Understandably many of our customers are unsure about what can or cannot be achieved. Here we wish to explain a little of the technical background to the services we offer. (The Late) Maurizio Bertoli, one of the doyens of the stone restoration industry who always put his customers first, famously used the adage ‘Education before any sale.’  This sentiment firmly underpins the ethos of our company.



An essential aspect of our services is sealing.

In general ‘Any Sealer is better than no sealer’. This applies especially to porous stones particularly marble, limestone, travertine and even some granite, which nowadays are often not ‘true’ in that these are not wholly impervious. Even porcelains and other ceramic surfaces may benefit from sealing.

Other materials, such as wood, are often sealed with a coating of a polyurethane product. This strengthens and protects the surface. Many other normally porous materials can be protected with a sealant that sits on the surface and acts as a barrier to penetrative agents.

Sealing a floor usually means applying an impenetrable barrier. For example, tiled floors are often sealed to give them added protection and make them ‘shine’. To achieve this a series of coats of emulsion polish are applied to the surface and allowed to dry.

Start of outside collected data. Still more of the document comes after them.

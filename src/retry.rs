//! Retry controller
//!
//! One controller drives the attempts for one request hop:
//!
//! ```text
//! Attempting ──► Success
//!     │
//!     ├────────► Failed      (budget spent, window elapsed, deadline, cancel)
//!     │
//!     └─► Retrying ──(backoff)──► Attempting
//! ```
//!
//! Transport errors and statuses in the policy's retryable set are retried
//! while budget remains. Every other response, including 4xx/5xx outside the
//! set, is a success at this layer. Backoff sleeps and the attempts themselves
//! run under the effective deadline, so cancellation always wins.

use std::future::Future;
use std::time::Duration;

use tokio::time::Instant;
use tracing::{debug, warn};

use crate::config::RetryPolicy;
use crate::deadline::EffectiveDeadline;
use crate::error::{ExecutionError, KurlError};
use crate::transport::{TransportError, TransportErrorKind, TransportResponse};

#[derive(Debug, Clone, Copy, PartialEq, Eq)]
pub enum RetryState {
    Attempting,
    Retrying,
    Success,
    Failed,
}

#[derive(Debug, Clone, Copy, PartialEq, Eq)]
pub enum RetryReason {
    Success,
    TransportError(TransportErrorKind),
    RetryableStatus(u16),
    BudgetExhausted,
    RetryWindowElapsed,
    /// The body is a one-shot stream
    NotReplayable,
}

/// Computed fresh for every attempt.
#[derive(Debug, Clone, Copy, PartialEq, Eq)]
pub struct RetryDecision {
    pub should_retry: bool,
    pub delay: Duration,
    pub reason: RetryReason,
}

impl RetryDecision {
    fn stop(reason: RetryReason) -> Self {
        Self {
            should_retry: false,
            delay: Duration::ZERO,
            reason,
        }
    }
}

pub type AttemptResult = Result<TransportResponse, TransportError>;

#[derive(Debug)]
pub struct RetryController {
    policy: RetryPolicy,
    replayable: bool,
    url: String,
    state: RetryState,
    attempts: u32,
}

impl RetryController {
    /// `url` is used in errors and must already be sanitized.
    pub fn new(policy: RetryPolicy, replayable: bool, url: impl Into<String>) -> Self {
        if !replayable && policy.max_attempts > 1 {
            warn!(
                retries = policy.retries(),
                "request body is a one-shot stream; retries disabled"
            );
        }
        Self {
            policy,
            replayable,
            url: url.into(),
            state: RetryState::Attempting,
            attempts: 0,
        }
    }

    pub fn max_attempts(&self) -> u32 {
        if self.replayable {
            self.policy.max_attempts.max(1)
        } else {
            1
        }
    }

    pub fn state(&self) -> RetryState {
        self.state
    }

    /// Attempts started so far.
    pub fn attempts(&self) -> u32 {
        self.attempts
    }

    /// Classify attempt number `attempt` (1-based). `elapsed` is measured from
    /// the first attempt and feeds the `--retry-max-time` window.
    pub fn decide(&self, attempt: u32, outcome: &AttemptResult, elapsed: Duration) -> RetryDecision {
        let (reason, retry_after) = match outcome {
            Err(err) => (RetryReason::TransportError(err.kind), None),
            Ok(response) => {
                let status = response.status.as_u16();
                // a one-shot body behaves as if no retry was configured
                if !self.replayable || !self.policy.is_retryable_status(status) {
                    return RetryDecision::stop(RetryReason::Success);
                }
                (RetryReason::RetryableStatus(status), retry_after(response))
            }
        };

        if !self.replayable && self.policy.max_attempts > 1 {
            return RetryDecision::stop(RetryReason::NotReplayable);
        }
        if attempt >= self.max_attempts() {
            return RetryDecision::stop(RetryReason::BudgetExhausted);
        }

        let backoff = self.policy.backoff(attempt);
        let delay = retry_after
            .map_or(backoff, |hint| hint.max(backoff))
            .min(self.policy.max_delay);
        if let Some(window) = self.policy.max_time {
            if elapsed + delay > window {
                return RetryDecision::stop(RetryReason::RetryWindowElapsed);
            }
        }
        RetryDecision {
            should_retry: true,
            delay,
            reason,
        }
    }

    /// Run attempts until success or failure. `attempt` receives the 1-based
    /// attempt number and must build a fresh request each time.
    pub async fn run<F, Fut>(
        &mut self,
        deadline: &EffectiveDeadline,
        mut attempt: F,
    ) -> Result<TransportResponse, KurlError>
    where
        F: FnMut(u32) -> Fut,
        Fut: Future<Output = AttemptResult>,
    {
        let started = Instant::now();
        loop {
            if let Err(err) = deadline.check() {
                self.state = RetryState::Failed;
                return Err(err.into());
            }

            self.attempts += 1;
            let number = self.attempts;
            debug!(attempt = number, max = self.max_attempts(), url = %self.url, "sending attempt");

            let outcome = match deadline.guard(attempt(number)).await {
                Ok(outcome) => outcome,
                Err(err) => {
                    self.state = RetryState::Failed;
                    return Err(err.into());
                }
            };

            let decision = self.decide(number, &outcome, started.elapsed());
            if !decision.should_retry {
                return self.finish(outcome, decision);
            }

            self.state = RetryState::Retrying;
            debug!(
                attempt = number,
                delay_ms = decision.delay.as_millis() as u64,
                reason = ?decision.reason,
                "retrying"
            );
            // Release the connection before sleeping.
            drop(outcome);
            if let Err(err) = deadline.sleep(decision.delay).await {
                self.state = RetryState::Failed;
                return Err(err.into());
            }
            self.state = RetryState::Attempting;
        }
    }

    fn finish(
        &mut self,
        outcome: AttemptResult,
        decision: RetryDecision,
    ) -> Result<TransportResponse, KurlError> {
        let error = match outcome {
            Ok(response) if decision.reason == RetryReason::Success => {
                self.state = RetryState::Success;
                return Ok(response);
            }
            Ok(response) => ExecutionError::RetryableStatus {
                status: response.status.as_u16(),
                url: self.url.clone(),
            },
            Err(err) => ExecutionError::Connection {
                url: self.url.clone(),
                kind: err.kind,
                reason: err.message,
            },
        };
        self.state = RetryState::Failed;
        debug!(attempts = self.attempts, reason = ?decision.reason, "giving up");

        if self.attempts > 1 {
            Err(ExecutionError::RetriesExhausted {
                attempts: self.attempts,
                last: Box::new(error),
            }
            .into())
        } else {
            Err(error.into())
        }
    }
}

/// `Retry-After` in delta-seconds. HTTP dates are ignored.
fn retry_after(response: &TransportResponse) -> Option<Duration> {
    response
        .headers
        .get(reqwest::header::RETRY_AFTER)?
        .to_str()
        .ok()?
        .trim()
        .parse::<u64>()
        .ok()
        .map(Duration::from_secs)
}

The sealing of natural stone, such as marble, granite, limestone and slate, is significantly different. Natural stone is made up of crystals that interlock. The minerals that are present as crystals give stone its colour and striations. However, there are spaces between the crystals and the smaller these are the more compacted and less porous the stone is. These spaces determine the porosity of the stone. A combination of pore size and the mineral content of the stone also determines its hardness and durability. These spaces are air filled when the stone is dry and water filled when the stone is wet. Bacteria inhabit these spaces and are often vital for the maintenance of the stone. The little research that has been carried out into these suggests that bacteria are essential in maintaining the integrity of the stone.                        

Consequently we have a picture of stone being a complex mixture of minerals, bacteria and spaces. You could imagine the stone to be similar to a very hard sponge! If a liquid is dropped onto this it will be absorbed and spread through the spaces. This is why with stone what initially looks like a small spillage can end up as quite a large stain. To remove this it has to be flushed out of the spaces. A stone penetrating sealer simply fills up these spaces. Many of the stone sealants in use are based on fatty acids rather than synthetic sealants. These natural sealants are superior because they do not destroy bacteria but often stimulate them. Synthetic sealants destroy bacteria and have long-term consequences for the stone’s makeup. Nevertheless, sealants based on fat have a shorter lifespan and must be renewed periodically.

Sealants fill up the spaces between the crystals but do not cover the surface of the stone. Their purpose is simply to delay the penetration of liquids into the stone. So if corrosive materials are spilt onto the stone then it will become damaged. Stone sealants do not form a protective ‘seal’ on the surface of the stone. Therefore stone is only protected from absorbing liquids and is not protected from surface damage.